Developing Norms, Prioritizing Responses
The last few months have brought multiple revelations about widespread cybersecurity breaches impacting both powerful governments and thousands of private companies.
First it was the SolarWinds hack: As Ars Technica reported, the U.S. Cybersecurity Infrastructure and Security Agency “determined that this threat poses a grave risk to the Federal Government and state, local, tribal, and territorial governments as well as critical infrastructure entities and other private sector organizations.” Multiple other countries were impacted, too.
Then we read about the Microsoft Exchange attacks: by mid-March, CNN reported that security experts “estimated that at least 20,000 US-based Exchange servers remain unpatched and vulnerable to exploitation, and as many as 80,000 around the globe…. The number of attempted attacks against organizations has been doubling every two to three hours, according to Check Point Research, which monitors the internet for malicious activity.”
The White House is now considering how to respond to those attacks: “’When not one but two cyberhacks have gone undetected by the federal government in such a short period of time, it’s hard to say that we don’t have a problem’… Biden administration officials said they would seek a deeper partnership with the private sector,” reports the New York Times.
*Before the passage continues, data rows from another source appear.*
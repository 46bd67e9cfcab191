use axum::{extract::State, http::StatusCode, response::IntoResponse, Json};
use tracing::{error, info};

use crate::api::AppState;

/// GET /api/health
pub async fn health(State(state): State<AppState>) -> impl IntoResponse {
    info!("🏥 Health check requested");
    let health_status = state.health.check_health().await;

    if health_status.is_serving() {
        info!(status = ?health_status.status, "✅ Health check passed");
        (StatusCode::OK, Json(health_status))
    } else {
        error!("❌ Health check failed - service unhealthy");
        (StatusCode::SERVICE_UNAVAILABLE, Json(health_status))
    }
}
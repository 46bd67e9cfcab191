//! Operator endpoints for manual settlement, mapping recovery and ledger
//! adjustment

use axum::{extract::State, http::HeaderMap, Json};
use tracing::info;

use crate::api::extract::JsonBody;
use crate::api::AppState;
use crate::error::AppError;
use crate::middleware::error::get_request_id_from_headers;
use crate::services::payment_recovery::{
    CommissionUpdateRequest, CommissionUpdateResponse, ProcessPaymentRequest,
    RecoverPaymentRequest, SettlementResponse,
};

fn tag(headers: &HeaderMap) -> impl Fn(AppError) -> AppError {
    let request_id = get_request_id_from_headers(headers);
    move |e| match &request_id {
        Some(id) => e.with_request_id(id.clone()),
        None => e,
    }
}

/// POST /api/payment/process
pub async fn process_payment(
    State(state): State<AppState>,
    headers: HeaderMap,
    JsonBody(request): JsonBody<ProcessPaymentRequest>,
) -> Result<Json<SettlementResponse>, AppError> {
    info!(
        bill_code = request.bill_code.as_deref().unwrap_or("-"),
        "🛠️ manual settlement requested"
    );
    let response = state.recovery.process(&request).await.map_err(tag(&headers))?;
    Ok(Json(response))
}

/// POST /api/payment/recover
pub async fn recover_payment(
    State(state): State<AppState>,
    headers: HeaderMap,
    JsonBody(request): JsonBody<RecoverPaymentRequest>,
) -> Result<Json<SettlementResponse>, AppError> {
    info!(
        bill_code = request.bill_code.as_deref().unwrap_or("-"),
        driver_id = request.driver_id.as_deref().unwrap_or("-"),
        "🛠️ payment recovery requested"
    );
    let response = state.recovery.recover(&request).await.map_err(tag(&headers))?;
    Ok(Json(response))
}

/// POST /api/commission/update
pub async fn update_commission(
    State(state): State<AppState>,
    headers: HeaderMap,
    JsonBody(request): JsonBody<CommissionUpdateRequest>,
) -> Result<Json<CommissionUpdateResponse>, AppError> {
    info!(
        driver_id = request.driver_id.as_deref().unwrap_or("-"),
        "🛠️ manual commission update requested"
    );
    let response = state
        .recovery
        .update_commission(&request)
        .await
        .map_err(tag(&headers))?;
    Ok(Json(response))
}
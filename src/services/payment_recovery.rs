//! Operator-driven settlement for bills whose callback never arrived or could
//! not be reconciled

use rust_decimal::Decimal;
use serde::{Deserialize, Serialize};
use serde_json::Value as JsonValue;
use std::sync::Arc;
use tracing::{info, warn};

use crate::database::commission_repository::LedgerUpdate;
use crate::database::keys;
use crate::error::{
    AppError, AppErrorKind, DomainError, ReconciliationError, ValidationError,
};
use crate::payments::types::{amount_to_json, parse_amount};
use crate::services::callback_reconciler::{
    CallbackReconciler, ResolutionSource, Settlement, SettlementOutcome,
};

#[derive(Debug, Clone, Default, Deserialize)]
#[serde(rename_all = "camelCase")]
pub struct ProcessPaymentRequest {
    pub bill_code: Option<String>,
    pub driver_id: Option<String>,
    pub amount: Option<JsonValue>,
    pub reference: Option<String>,
    pub invoice_no: Option<String>,
}

#[derive(Debug, Clone, Default, Deserialize)]
#[serde(rename_all = "camelCase")]
pub struct RecoverPaymentRequest {
    pub bill_code: Option<String>,
    pub driver_id: Option<String>,
    pub amount: Option<JsonValue>,
    pub reference: Option<String>,
}

#[derive(Debug, Clone, Default, Deserialize)]
#[serde(rename_all = "camelCase")]
pub struct CommissionUpdateRequest {
    pub driver_id: Option<String>,
    pub amount: Option<JsonValue>,
    pub bill_code: Option<String>,
    pub reference: Option<String>,
}

#[derive(Debug, Clone, Serialize, PartialEq)]
#[serde(rename_all = "camelCase")]
pub struct SettlementResponse {
    pub success: bool,
    pub bill_code: String,
    pub driver_id: String,
    pub amount: JsonValue,
    pub reference: String,
    pub source: ResolutionSource,
    pub payment_id: String,
    pub payment_recorded: bool,
    pub commission_updated: bool,
    #[serde(skip_serializing_if = "Option::is_none")]
    pub unpaid_commission: Option<JsonValue>,
    #[serde(skip_serializing_if = "Option::is_none")]
    pub warning: Option<String>,
}

#[derive(Debug, Clone, Serialize, PartialEq)]
#[serde(rename_all = "camelCase")]
pub struct CommissionUpdateResponse {
    pub success: bool,
    pub driver_id: String,
    pub amount: JsonValue,
    pub path: String,
    pub previous_unpaid: JsonValue,
    pub unpaid_commission: JsonValue,
    pub paid_commission: JsonValue,
}

impl From<LedgerUpdate> for CommissionUpdateResponse {
    fn from(update: LedgerUpdate) -> Self {
        Self {
            success: true,
            driver_id: update.driver_id,
            amount: amount_to_json(update.amount),
            path: update.path,
            previous_unpaid: amount_to_json(update.before.unpaid_commission),
            unpaid_commission: amount_to_json(update.after.unpaid_commission),
            paid_commission: amount_to_json(update.after.paid_commission),
        }
    }
}

pub struct PaymentRecoveryService {
    reconciler: Arc<CallbackReconciler>,
}

impl PaymentRecoveryService {
    pub fn new(reconciler: Arc<CallbackReconciler>) -> Self {
        Self { reconciler }
    }

    /// Settle a bill by code. Supplied driver, amount and reference take
    /// precedence over what the mapping and external reference provide.
    pub async fn process(
        &self,
        request: &ProcessPaymentRequest,
    ) -> Result<SettlementResponse, AppError> {
        let bill_code = key_text(&request.bill_code, "billCode")?
            .ok_or_else(|| AppError::missing_fields(["billCode"]))?;
        let override_amount = optional_amount(&request.amount, "amount")?;

        let mut resolution = self.reconciler.resolve(bill_code, None).await;
        let mut overridden = false;
        if let Some(driver_id) = key_text(&request.driver_id, "driverId")? {
            resolution.driver_id = Some(driver_id.to_string());
            overridden = true;
        }
        if let Some(amount) = override_amount {
            resolution.amount = Some(amount);
            overridden = true;
        }
        if let Some(reference) = required_text(&request.reference) {
            resolution.reference = Some(reference.to_string());
        }
        if overridden {
            resolution.source = ResolutionSource::Override;
        }

        let (driver_id, amount) = match resolution.resolved() {
            Some((driver_id, amount)) => (driver_id.to_string(), amount),
            None => {
                warn!(
                    bill_code,
                    driver_resolved = resolution.driver_id.is_some(),
                    amount_resolved = resolution.amount.is_some(),
                    "manual settlement could not resolve the bill"
                );
                return Err(AppError::new(AppErrorKind::Reconciliation(
                    ReconciliationError::Gap {
                        bill_code: bill_code.to_string(),
                        driver_resolved: resolution.driver_id.is_some(),
                        amount_resolved: resolution.amount.is_some(),
                    },
                )));
            }
        };

        let settlement = Settlement {
            bill_code: bill_code.to_string(),
            driver_id,
            amount,
            reference: resolution.reference.clone().unwrap_or_default(),
            invoice_no: required_text(&request.invoice_no).map(str::to_string),
        };
        self.settle(settlement, resolution.source, "manual").await
    }

    /// Rewrite the mapping from operator input, then settle
    pub async fn recover(
        &self,
        request: &RecoverPaymentRequest,
    ) -> Result<SettlementResponse, AppError> {
        let bill_code = key_text(&request.bill_code, "billCode")?;
        let driver_id = key_text(&request.driver_id, "driverId")?;
        let amount = optional_amount(&request.amount, "amount")?;

        let (bill_code, driver_id, amount) = match (bill_code, driver_id, amount) {
            (Some(b), Some(d), Some(a)) => (b, d, a),
            (b, d, a) => {
                let mut missing = Vec::new();
                if b.is_none() {
                    missing.push("billCode");
                }
                if d.is_none() {
                    missing.push("driverId");
                }
                if a.is_none() {
                    missing.push("amount");
                }
                return Err(AppError::missing_fields(missing));
            }
        };
        let reference = required_text(&request.reference).unwrap_or_default();

        self.reconciler
            .mappings()
            .put_recovered(bill_code, driver_id, amount, reference)
            .await?;
        info!(bill_code, driver_id, amount = %amount, "🛠️ bill mapping recovered");

        let settlement = Settlement {
            bill_code: bill_code.to_string(),
            driver_id: driver_id.to_string(),
            amount,
            reference: reference.to_string(),
            invoice_no: None,
        };
        self.settle(settlement, ResolutionSource::Override, "recovery")
            .await
    }

    /// Ledger-only adjustment; no payment record is written
    pub async fn update_commission(
        &self,
        request: &CommissionUpdateRequest,
    ) -> Result<CommissionUpdateResponse, AppError> {
        let driver_id = key_text(&request.driver_id, "driverId")?;
        let amount = optional_amount(&request.amount, "amount")?;
        let (driver_id, amount) = match (driver_id, amount) {
            (Some(d), Some(a)) => (d, a),
            (d, a) => {
                let mut missing = Vec::new();
                if d.is_none() {
                    missing.push("driverId");
                }
                if a.is_none() {
                    missing.push("amount");
                }
                return Err(AppError::missing_fields(missing));
            }
        };

        let update = self
            .reconciler
            .ledger()
            .reduce_unpaid(
                driver_id,
                amount,
                required_text(&request.bill_code).unwrap_or("manual"),
                required_text(&request.reference).unwrap_or_default(),
            )
            .await?;
        Ok(update.into())
    }

    async fn settle(
        &self,
        settlement: Settlement,
        source: ResolutionSource,
        origin: &str,
    ) -> Result<SettlementResponse, AppError> {
        let outcome = self.reconciler.settle(&settlement, origin).await;
        let mut response = SettlementResponse {
            success: true,
            bill_code: settlement.bill_code.clone(),
            driver_id: settlement.driver_id.clone(),
            amount: amount_to_json(settlement.amount),
            reference: settlement.reference.clone(),
            source,
            payment_id: String::new(),
            payment_recorded: false,
            commission_updated: false,
            unpaid_commission: None,
            warning: None,
        };

        match outcome {
            SettlementOutcome::Settled { payment, ledger } => {
                response.payment_id = payment.record.payment_id;
                response.payment_recorded = true;
                response.commission_updated = true;
                response.unpaid_commission = Some(amount_to_json(ledger.after.unpaid_commission));
                Ok(response)
            }
            SettlementOutcome::LedgerFailed { payment, .. } => {
                response.payment_id = payment.record.payment_id;
                response.payment_recorded = true;
                response.warning = Some("CommissionUpdateFailed".to_string());
                Ok(response)
            }
            SettlementOutcome::PaymentRecordFailed { error } => {
                Err(AppError::from(error).with_context("payment record"))
            }
            SettlementOutcome::Duplicate => Err(AppError::new(AppErrorKind::Domain(
                DomainError::DuplicateSettlement {
                    bill_code: settlement.bill_code,
                },
            ))),
        }
    }
}

fn required_text(value: &Option<String>) -> Option<&str> {
    value.as_deref().map(str::trim).filter(|s| !s.is_empty())
}

/// Like `required_text`, for values that become part of a store path
fn key_text<'a>(value: &'a Option<String>, field: &str) -> Result<Option<&'a str>, AppError> {
    match required_text(value) {
        Some(key) if !keys::is_valid_key(key) => Err(AppError::new(AppErrorKind::Validation(
            ValidationError::InvalidField {
                field: field.to_string(),
                reason: "must not contain '/', '.', '#', '$', '[', ']' or control characters"
                    .to_string(),
            },
        ))),
        key => Ok(key),
    }
}

/// Absent, null or blank is `None`; anything else must be a positive amount
fn optional_amount(value: &Option<JsonValue>, field: &str) -> Result<Option<Decimal>, AppError> {
    match value {
        None | Some(JsonValue::Null) => Ok(None),
        Some(JsonValue::String(s)) if s.trim().is_empty() => Ok(None),
        Some(raw) => match parse_amount(raw) {
            Some(amount) if amount > Decimal::ZERO => Ok(Some(amount)),
            _ => Err(AppError::new(AppErrorKind::Validation(
                ValidationError::InvalidField {
                    field: field.to_string(),
                    reason: format!("must be a positive amount, got {}", raw),
                },
            ))),
        },
    }
}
Officials plan to develop “a real-time threat sharing arrangement, whereby private companies would send threat data to a central repository where the government could pair it with intelligence from the National Security Agency, the C.I.A. and other spy shops, to provide a far earlier warning than is possible today.”
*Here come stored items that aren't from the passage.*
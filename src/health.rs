//! Health check module
//! Provides health status for the application and its dependencies

use serde::Serialize;
use std::collections::HashMap;
use std::time::{Duration, Instant};
use tokio::time::timeout;
use tracing::{error, info, warn};

use crate::database::error::DatabaseError;
use crate::database::keys::HEALTH_PROBE;
use crate::database::SharedStore;

/// Health status response
#[derive(Debug, Serialize, Clone)]
pub struct HealthStatus {
    pub status: HealthState,
    pub checks: HashMap<String, ComponentHealth>,
    pub timestamp: chrono::DateTime<chrono::Utc>,
}

/// Overall health state
#[derive(Debug, Serialize, Clone, PartialEq, Eq)]
pub enum HealthState {
    Healthy,
    Degraded,
    Unhealthy,
}

/// Individual component health status
#[derive(Debug, Serialize, Clone)]
pub struct ComponentHealth {
    pub status: ComponentState,
    pub response_time_ms: Option<u64>,
    pub details: Option<String>,
}

/// Component state
#[derive(Debug, Serialize, Clone, PartialEq, Eq)]
pub enum ComponentState {
    Up,
    Down,
    Warning,
}

impl Default for HealthStatus {
    fn default() -> Self {
        Self::new()
    }
}

impl HealthStatus {
    pub fn new() -> Self {
        Self {
            status: HealthState::Healthy,
            checks: HashMap::new(),
            timestamp: chrono::Utc::now(),
        }
    }

    pub fn is_healthy(&self) -> bool {
        matches!(self.status, HealthState::Healthy)
    }

    /// Degraded still serves traffic
    pub fn is_serving(&self) -> bool {
        !matches!(self.status, HealthState::Unhealthy)
    }
}

impl ComponentHealth {
    pub fn up(response_time_ms: Option<u64>) -> Self {
        Self {
            status: ComponentState::Up,
            response_time_ms,
            details: None,
        }
    }

    pub fn down(details: Option<String>) -> Self {
        Self {
            status: ComponentState::Down,
            response_time_ms: None,
            details,
        }
    }

    pub fn warning(response_time_ms: Option<u64>, details: Option<String>) -> Self {
        Self {
            status: ComponentState::Warning,
            response_time_ms,
            details,
        }
    }
}

/// Health checker for the application
#[derive(Clone)]
pub struct HealthChecker {
    store: SharedStore,
    gateway_environment: &'static str,
    probe_timeout: Duration,
}

impl HealthChecker {
    pub fn new(store: SharedStore, gateway_environment: &'static str) -> Self {
        Self {
            store,
            gateway_environment,
            probe_timeout: Duration::from_secs(5),
        }
    }

    pub fn with_probe_timeout(mut self, probe_timeout: Duration) -> Self {
        self.probe_timeout = probe_timeout;
        self
    }

    /// Perform health check of the document store
    pub async fn check_health(&self) -> HealthStatus {
        let mut health_status = HealthStatus::new();

        let store_health =
            match timeout(self.probe_timeout, check_store_health(&self.store)).await {
                Ok(Ok(response_time)) => {
                    info!("Document store health check: OK ({}ms)", response_time);
                    ComponentHealth::up(Some(response_time))
                }
                Ok(Err(e)) if e.is_permission_denied() => {
                    // Reachable, but rules refuse the probe path
                    warn!("Document store health check: permission denied: {}", e);
                    ComponentHealth::warning(None, Some(e.to_string()))
                }
                Ok(Err(e)) => {
                    error!("Document store health check failed: {}", e);
                    ComponentHealth::down(Some(e.to_string()))
                }
                Err(_) => {
                    error!("Document store health check timed out");
                    ComponentHealth::down(Some("Timeout".to_string()))
                }
            };

        health_status.status = match store_health.status {
            ComponentState::Up => HealthState::Healthy,
            ComponentState::Warning => HealthState::Degraded,
            ComponentState::Down => HealthState::Unhealthy,
        };
        health_status
            .checks
            .insert("database".to_string(), store_health);

        let mut gateway = ComponentHealth::up(None);
        gateway.details = Some(format!("environment: {}", self.gateway_environment));
        health_status.checks.insert("gateway".to_string(), gateway);

        health_status
    }
}

/// Time a read of the probe path
pub async fn check_store_health(store: &SharedStore) -> Result<u64, DatabaseError> {
    let start = Instant::now();
    store.get(HEALTH_PROBE).await?;
    Ok(start.elapsed().as_millis() as u64)
}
In Lawfare, an article draws distinctions between the two operations and argues that those distinctions should inform the U.S. response:
from both a normative and a strategic point of view, not all hacks are the same. Admittedly, delineating international norms in cyberspace is a difficult and ambiguous exercise, but if there is a clear lesson from these two recent attacks, it is that the U.S. government must try to do so.
Then, on March 18th, a report from Google’s Project Zero team detailed how a “team of advanced hackers exploited no fewer than 11 zero-day vulnerabilities in a nine-month campaign that used compromised websites to infect fully patched devices running Windows, iOS, and Android.” Ars Technica coverage noted that the “breadth and abundance of exploits for known vulnerabilities sets the group apart.”
A day later, a new article highlighted a new attack against critical vulnerabilities in servers sold by a company called F5 Networks. “When security researchers weren't busy attending to the unfolding Exchange mass compromise, many of them warned that it was only a matter of time before the F5 vulnerabilities also came under attack,” wrote Dan Goodin. “Now, that day has come.”
In a response to the SolarWinds attack, security expert Bruce Schneier explained that “[c]ybersecurity is expensive. Cybersecurity to defend against nation-state operations like SolarStorm is very expensive. But cyber-insecurity can end up costing even more. We as a country need to decide when and how we are willing to pay.” He added, however, that it’s “unlikely that the federal government will enforce strict security standards for technology procurement—which is what we need to prevent a repeat of SolarStorm.”
Maybe that is the first step that needs to be implemented immediately—even ahead of (or in conjunction with) threat-sharing arrangements between government agencies and private companies, and ahead of more complex conversations about international norms in cyberspace.
Given all of the things that are now internet-connected, from energy grids to pacemakers and from baby monitors and voice assistants to almost all of our means of communication and most of our means of travel (let alone the “internet of battlefield things”), cybersecurity is now one of the conditions required for the common good.
The cost of cyber-insecurity is already too high.